The Biltmore Conference, also known by its resolution as the Biltmore Program, was a fundamental departure from traditional Zionist policy[1] by its demand "that Palestine be established as a Jewish Commonwealth."[2] The meeting was held in New York City, at the prestigious Biltmore Hotel, from May 6 to May 11, 1942, with 600 delegates and Zionist leaders from 18 countries attending.[3]
The program has been described by a number of historians as "a virtual coup d’état" within Zionism since the movement's more moderate leaders were replaced by leaders with more aggressive goals.[4]
History
Prior to this Extraordinary Zionist Conference at the Biltmore, official Zionism had steadfastly refused to formulate the ultimate aim of the movement but preferred to concentrate on the practical task of building the Jewish National Home. The Biltmore Program became the official Zionist stand on the ultimate aim of the movement.[1] According to Ben-Gurion, the "first and essential" stage of the program was the immigration of two million additional Jews to Palestine. In 1944, a One Million Plan would become the official policy of the Zionist leadership.[5] There was no reference to the Arab population prevailing in Mandatory Palestine, which, according to Anita Shapira, marked a transition to the view that conflict was inevitable between the Arabs and Jews and could only be resolved by the sword.[6]

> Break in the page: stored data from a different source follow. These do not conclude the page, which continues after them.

impl GcState {
    pub(crate) fn new(params: GcParams) -> Self {
        Self {
            current_white: 0,
            phase: GcPhase::Pause,
            kind: GcKind::Incremental,
            gray: Vec::new(),
            grayagain: Vec::new(),
            weak: Vec::new(),
            ephemeron: Vec::new(),
            allweak: Vec::new(),
            finobj: Vec::new(),
            tobefnz: VecDeque::new(),
            sweep: SweepCursor::default(),
            total: 0,
            debt: 0,
            estimate: 0,
            last_atomic: 0,
            params,
            emergency: false,
            stopped_by_user: false,
            stopped_internally: false,
            closing: false,
        }
    }

    /// Header for an object allocated now.
    pub(crate) fn new_header(&self) -> GcHeader {
        GcHeader::new(self.current_white)
    }

    pub(crate) fn account_alloc(&mut self, bytes: usize) {
        self.total += bytes;
        self.debt += bytes as isize;
    }

    pub(crate) fn account_free(&mut self, bytes: usize) {
        self.total = self.total.saturating_sub(bytes);
        self.debt -= bytes as isize;
    }

    pub(crate) fn account_delta(&mut self, delta: isize) {
        if delta >= 0 {
            self.account_alloc(delta as usize);
        } else {
            self.account_free(delta.unsigned_abs());
        }
    }

    /// Overrides the allocation debt; a step is due once it is positive.
    pub fn set_debt(&mut self, debt: isize) {
        self.debt = debt;
    }

    /// Bytes currently allocated.
    pub fn total_bytes(&self) -> usize {
        self.total
    }

    /// Allocation debt; a step is due when positive.
    pub fn debt(&self) -> isize {
        self.debt
    }

    /// Current phase.
    pub fn phase(&self) -> GcPhase {
        self.phase
    }

    /// Current mode.
    pub fn kind(&self) -> GcKind {
        self.kind
    }

    /// Whether the collector behaves generationally. After a major
    /// collection that freed too little the mode is temporarily incremental
    /// but still counts as generational.
    pub fn is_generational(&self) -> bool {
        self.kind == GcKind::Generational || self.last_atomic != 0
    }

    /// Whether the collector may run.
    pub fn is_running(&self) -> bool {
        !self.stopped_by_user && !self.stopped_internally && !self.closing
    }

    /// Objects waiting for their finalizer.
    pub fn pending_finalizers(&self) -> usize {
        self.tobefnz.len()
    }

    fn keep_invariant(&self) -> bool {
        self.phase <= GcPhase::Atomic
    }

    fn is_sweep_phase(&self) -> bool {
        matches!(self.phase, GcPhase::Sweep | GcPhase::SweepEnd)
    }

    /// Postpones the next cycle until memory grows by `pause` percent.
    fn set_pause(&mut self) {
        let estimate = (self.estimate / PAUSEADJ).max(1);
        let threshold = estimate.saturating_mul(self.params.pause);
        let debt = self.total as isize - threshold.min(isize::MAX as usize) as isize;
        self.set_debt(debt.min(0));
    }

    fn set_minor_debt(&mut self) {
        let debt = (self.total / 100) * self.params.gen_minor_mul;
        self.set_debt(-(debt as isize));
    }
}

The major shift at Biltmore was prompted by intense common opposition to the British White Paper of 1939, which interpreted the terms of the Mandate in a way that would freeze "the Jewish community to a permanent minority status", and the negative situation during the war. The shift was prompted also by the realization that America would play a larger part in fulfillment of Zionist designs after the war.[7]
Official Zionism’s firm unequivocal stand did not please everyone, however. The pro-British Chaim Weizmann had bristled at it. Also, binationalists such as Henrietta Szold and Judah L. Magnes rejected the stand and broke off to establish their own party, Ichud ("Unification"), which advocated an Arab–Jewish federation. Opposition to the Biltmore Program also led to the founding of the anti-Zionist American Council for Judaism.[8]
The joint statement issued at the end of the session was known as the Biltmore Program. It asked for unrestricted Jewish immigration to Palestine. Here is the full text of the program:
American Zionists assembled in this Extraordinary Conference reaffirm their unequivocal devotion to the cause of democratic freedom and international justice to which the people of the United States, allied with the other United Nations, have dedicated themselves, and give expression to their faith in the ultimate victory of humanity and justice over lawlessness and brute force.
This Conference offers a message of hope and encouragement to their fellow Jews in the Ghettos and concentration camps of Hitler-dominated Europe and prays that their hour of liberation may not be far distant.
The Conference sends its warmest greetings to the Jewish Agency Executive in Jerusalem, to the Va`ad Leumi, and to the whole Yishuv in Palestine, and expresses its profound admiration for their steadfastness and achievements in the face of peril and great difficulties ...
In our generation, and in particular in the course of the past twenty years, the Jewish people have awakened and transformed their ancient homeland; from 50,000 at the end of the last war their numbers have increased to more than 500,000. They have made the waste places to bear fruit and the desert to blossom. Their pioneering achievements in agriculture and in industry, embodying new patterns of cooperative endeavour, have written a notable page in the history of colonization.
In the new values thus created, their Arab neighbours in Palestine have shared. The Jewish people in its own work of national redemption welcomes the economic, agricultural and national development of the Arab peoples and states. The Conference reaffirms the stand previously adopted at Congresses of the World Zionist Organization, expressing the readiness and the desire of the Jewish people for full cooperation with their Arab neighbours.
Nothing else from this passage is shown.